Alexey Bychenok

Personal information
- Nationality: Russian
- Born: 31 July 1986 (age 40) Temirtau, Russia

Sport
- Country: Russia
- Sport: Para athletics, Para Nordic skiing (Para cross-country skiing and Para biathlon)
- Disability class: LW12
- Coached by: Irina Gromova

Medal record
Representing Russia
Men's Para biathlon
Winter Paralympics
| Silver medal – second place | 2014 Sochi | 12.5km middle sitting |
Men's Para athletics
IPC Athletics World Championships
| Bronze medal – third place | 2015 Doha | 200m T54 |
IPC Athletics European Championships
| Gold medal – first place | 2012 Stadskanaal | 800m T54 |
| Bronze medal – third place | 2012 Stadskanaal | 400m T54 |

= Alexey Bychenok =

Russian Para athlete, cross-country skier, and biathlete (born 1986)

Alexey Bychenok (born 31 July 1986) is a Russian male Para cross-country skier and biathlete who also competed in Para athletics. He represented Russia at the 2014 Winter Paralympics and competed in the biathlon events. Alexey claimed his first Paralympic medal for Russia after claiming a silver medal in the men's middle sitting event during the 2014 Winter Paralympics.

== Biography ==
Bychenok was born in Temirtau, Russia (now situated in Kazakhstan). He had an injury that he sustained in 1995 caused his legs to be amputated. He took the sport of cross-country skiing in 2010.

== Career ==
Bychenok competed in the 2014 Winter Paralympics, which was his first Paralympic event and took part only in the biathlon events despite being a more specialised cross-country skier. He maximised the opportunity to represent his country in the 2014 Winter Paralympics which was held in his home soil and managed to clinch a silver medal in the 12.5 km middle sitting category.

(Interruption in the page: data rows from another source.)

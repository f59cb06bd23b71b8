//! EV Parts Trace Library
//!
//! Normalizes inventory movements from the warranty backend, aggregates them
//! for the ledger and groups them into per-part traceability records for a VIN.
#![forbid(unsafe_code)]
#![deny(rust_2018_idioms)]
#![allow(elided_lifetimes_in_paths)]
#![warn(clippy::all, clippy::perf, clippy::dbg_macro)]

pub mod client;
pub mod common;
pub mod config;
pub mod display;
pub mod errors;
pub mod models;
pub mod services;

pub use client::{HttpMovementApi, MovementApi};
pub use common::{DateRange, LedgerFilter, VinQuery};
pub use config::{load_config, AppConfig, AppConfigError};
pub use errors::ServiceError;
pub use models::{Lot, Movement, PageMeta, PartTraceRecord, Summary, VinTraceReport};
pub use services::{
    aggregate, group_by_vin, normalize, unwrap_envelope, Aggregator, CenterDirectory,
    LedgerPage, LedgerService, TraceabilityService,
};
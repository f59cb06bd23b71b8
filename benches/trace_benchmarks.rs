use criterion::{black_box, criterion_group, criterion_main, BenchmarkId, Criterion};
use ev_parts_trace::services::{aggregate, group_by_vin, normalize_all, unwrap_envelope};
use serde_json::{json, Value};

fn raw_movements(count: usize) -> Vec<Value> {
    (0..count)
        .map(|i| {
            json!({
                "id": format!("mv-{}", i),
                "direction": if i % 2 == 0 { "in" } else { "out" },
                "reason": if i % 3 == 0 { "service_use" } else { "shipment_in" },
                "centerId": (i % 7).to_string(),
                "movedAt": "2024-05-01T08:30:00Z",
                "partId": format!("P{}", i % 25),
                "partNo": format!("BAT-{:04}", i % 25),
                "partLots": [
                    {"serialNo": format!("S-{}", i), "batchNo": "B-1", "quantity": 1},
                    {"serialNo": format!("S-{}b", i), "batchNo": "B-2", "quantity": "2"}
                ]
            })
        })
        .collect()
}

// Normalization of a full page body, envelope included
fn normalization_benchmark(c: &mut Criterion) {
    let mut group = c.benchmark_group("normalize_page");

    for size in [20, 100, 500].iter() {
        let body = json!({
            "content": raw_movements(*size),
            "totalPages": 3,
            "totalElements": size * 3,
            "number": 0
        });
        group.bench_with_input(BenchmarkId::from_parameter(size), &body, |b, body| {
            b.iter(|| {
                let page = unwrap_envelope(black_box(body), 0);
                normalize_all(&page.items)
            });
        });
    }

    group.finish();
}

fn grouping_benchmark(c: &mut Criterion) {
    let movements = normalize_all(&raw_movements(500));
    c.bench_function("group_by_vin_500", |b| {
        b.iter(|| group_by_vin(black_box(&movements)));
    });
}

fn aggregation_benchmark(c: &mut Criterion) {
    let movements = normalize_all(&raw_movements(500));
    c.bench_function("aggregate_500", |b| {
        b.iter(|| aggregate(black_box(&movements)));
    });
}

criterion_group!(
    benches,
    normalization_benchmark,
    grouping_benchmark,
    aggregation_benchmark
);
criterion_main!(benches);
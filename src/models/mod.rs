// Canonical read-side projections
pub mod lot;
pub mod movement;
pub mod page;
pub mod summary;
pub mod trace;

pub use lot::Lot;
pub use movement::{Direction, Movement, QuantitySource, Reason};
pub use page::{PageMeta, UnwrappedPage};
pub use summary::{CenterTally, Summary, UNKNOWN_CENTER_LABEL};
pub use trace::{MovementProjection, PartTraceRecord, VinTraceReport};
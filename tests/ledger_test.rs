use std::sync::Arc;

use ev_parts_trace::{
    common::LedgerFilter,
    display::{direction_label, format_quantity, reason_label},
    models::{CenterTally, Direction, Reason, UNKNOWN_CENTER_LABEL},
    services::{Aggregator, CenterDirectory, LedgerService},
};
use rstest::{fixture, rstest};
use serde_json::{json, Value};

#[fixture]
fn search_body() -> Value {
    json!({
        "content": [
            {"id": "m-1", "direction": "in", "reason": "shipment_in", "centerId": "HN01",
             "movedAt": "2024-04-02T03:00:00Z", "partNo": "BAT-75", "quantity": 4},
            {"id": "m-2", "direction": "out", "reason": "service_use", "centerId": "HN01",
             "movedAt": "2024-04-05T03:00:00Z", "partNo": "BAT-75",
             "partLots": [{"serialNo": "SN-1", "quantity": 1}, {"serialNo": "SN-2", "quantity": 1}]},
            {"id": "m-3", "direction": "OUT", "reason": "RETURN", "centerName": "EVS Đà Nẵng",
             "movedAt": [2024, 4, 3, 10, 15, 0], "partNo": "MOT-02", "totalQuantity": 1},
            {"id": "m-4", "direction": "transfer", "reason": "adjustment",
             "movedAt": 1712300000000i64}
        ],
        "totalPages": 5,
        "totalElements": 97,
        "number": 0
    })
}

fn centers() -> Arc<CenterDirectory> {
    let body = json!([
        {"id": "HN01", "name": "EVS Hà Nội"},
        {"centerId": "DN02", "centerName": "EVS Đà Nẵng"}
    ]);
    Arc::new(CenterDirectory::from_body(&body))
}

#[rstest]
fn ledger_page_is_sorted_newest_first(search_body: Value) {
    let page = LedgerService::default()
        .load_page(&search_body, &LedgerFilter::default())
        .unwrap();

    let ids: Vec<&str> = page.movements.iter().map(|m| m.id.as_str()).collect();
    assert_eq!(ids, vec!["m-4", "m-2", "m-3", "m-1"]);
}

#[rstest]
fn summary_separates_server_and_page_totals(search_body: Value) {
    let service = LedgerService::new(Aggregator::new(centers(), UNKNOWN_CENTER_LABEL));
    let page = service
        .load_page(&search_body, &LedgerFilter::default())
        .unwrap();
    let summary = &page.summary;

    assert_eq!(summary.total, 97);
    assert_eq!(summary.page_total, 4);
    assert_eq!(summary.direction_count(&Direction::In), 1);
    assert_eq!(summary.direction_count(&Direction::Out), 2);
    assert_eq!(summary.reason_count(&Reason::Adjustment), 1);
    assert_eq!(
        summary.by_center.get("EVS Hà Nội"),
        Some(&CenterTally {
            total: 2,
            inbound: 1,
            outbound: 1
        })
    );
    assert_eq!(summary.by_center.get("EVS Đà Nẵng").map(|t| t.outbound), Some(1));
    assert_eq!(summary.by_center.get(UNKNOWN_CENTER_LABEL).map(|t| t.total), Some(1));
}

#[rstest]
#[case::by_direction(LedgerFilter { direction: Some("out".into()), ..LedgerFilter::default() }, vec!["m-2", "m-3"])]
#[case::by_reason(LedgerFilter { reason: Some("shipment_in".into()), ..LedgerFilter::default() }, vec!["m-1"])]
#[case::by_center(LedgerFilter { center_id: Some("HN01".into()), ..LedgerFilter::default() }, vec!["m-2", "m-1"])]
#[case::by_dates(
    LedgerFilter { from_date: Some("2024-04-03".into()), to_date: Some("2024-04-04".into()), ..LedgerFilter::default() },
    vec!["m-3"]
)]
fn filters_narrow_the_loaded_page(
    search_body: Value,
    #[case] filter: LedgerFilter,
    #[case] expected: Vec<&str>,
) {
    let page = LedgerService::default().load_page(&search_body, &filter).unwrap();
    let ids: Vec<&str> = page.movements.iter().map(|m| m.id.as_str()).collect();
    assert_eq!(ids, expected);
    assert_eq!(page.summary.page_total, expected.len());
}

#[rstest]
fn derived_quantities_render_for_display(search_body: Value) {
    let page = LedgerService::default()
        .load_page(&search_body, &LedgerFilter::default())
        .unwrap();
    let by_id = |id: &str| page.movements.iter().find(|m| m.id == id).unwrap();

    assert_eq!(format_quantity(by_id("m-1").total_quantity), "4");
    assert_eq!(format_quantity(by_id("m-2").total_quantity), "2");
    assert_eq!(format_quantity(by_id("m-4").total_quantity), "—");
    assert_eq!(direction_label(by_id("m-4").direction.as_ref()), "TRANSFER");
    assert_eq!(reason_label(by_id("m-2").reason.as_ref()), "Sử dụng cho dịch vụ");
}

#[test]
fn null_body_is_an_empty_page() {
    let page = LedgerService::default()
        .load_page(&Value::Null, &LedgerFilter::default())
        .unwrap();
    assert!(page.movements.is_empty());
    assert_eq!(page.page.total_pages, 0);
    assert_eq!(page.summary.total, 0);
}

#[test]
fn filter_round_trips_through_json() {
    let filter: LedgerFilter = serde_json::from_value(json!({
        "centerId": "HN01",
        "fromDate": "2024-04-01",
        "page": 2
    }))
    .unwrap();
    assert_eq!(filter.center_id.as_deref(), Some("HN01"));
    assert_eq!(filter.size, 20);
    assert!(filter.active().is_ok());
}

He decided to compete in the Paralympic athletics as well in addition to Para Nordic skiing and competed in few international Athletics Championships including the 2015 London Marathon, 2015 IPC Athletics World Championships. He claimed a bronze medal in the men's 200m T54 event as a part of the 2015 IPC Athletics World Championships.

Bychenok was originally named in Russian squad for the 2016 Summer Paralympics but the team was disqualified to compete in the Olympics and Paralympics mainly due to the Doping scandal. He was not selected to compete for Neutral Paralympic Athletes at the 2018 Winter Paralympics at the 2018 Winter Paralympics as Russia was banned from competing from both 2018 Winter Olympics and in the 2018 Winter Paralympics, though he was considered for selection earlier by the Russian Paralympic Committee.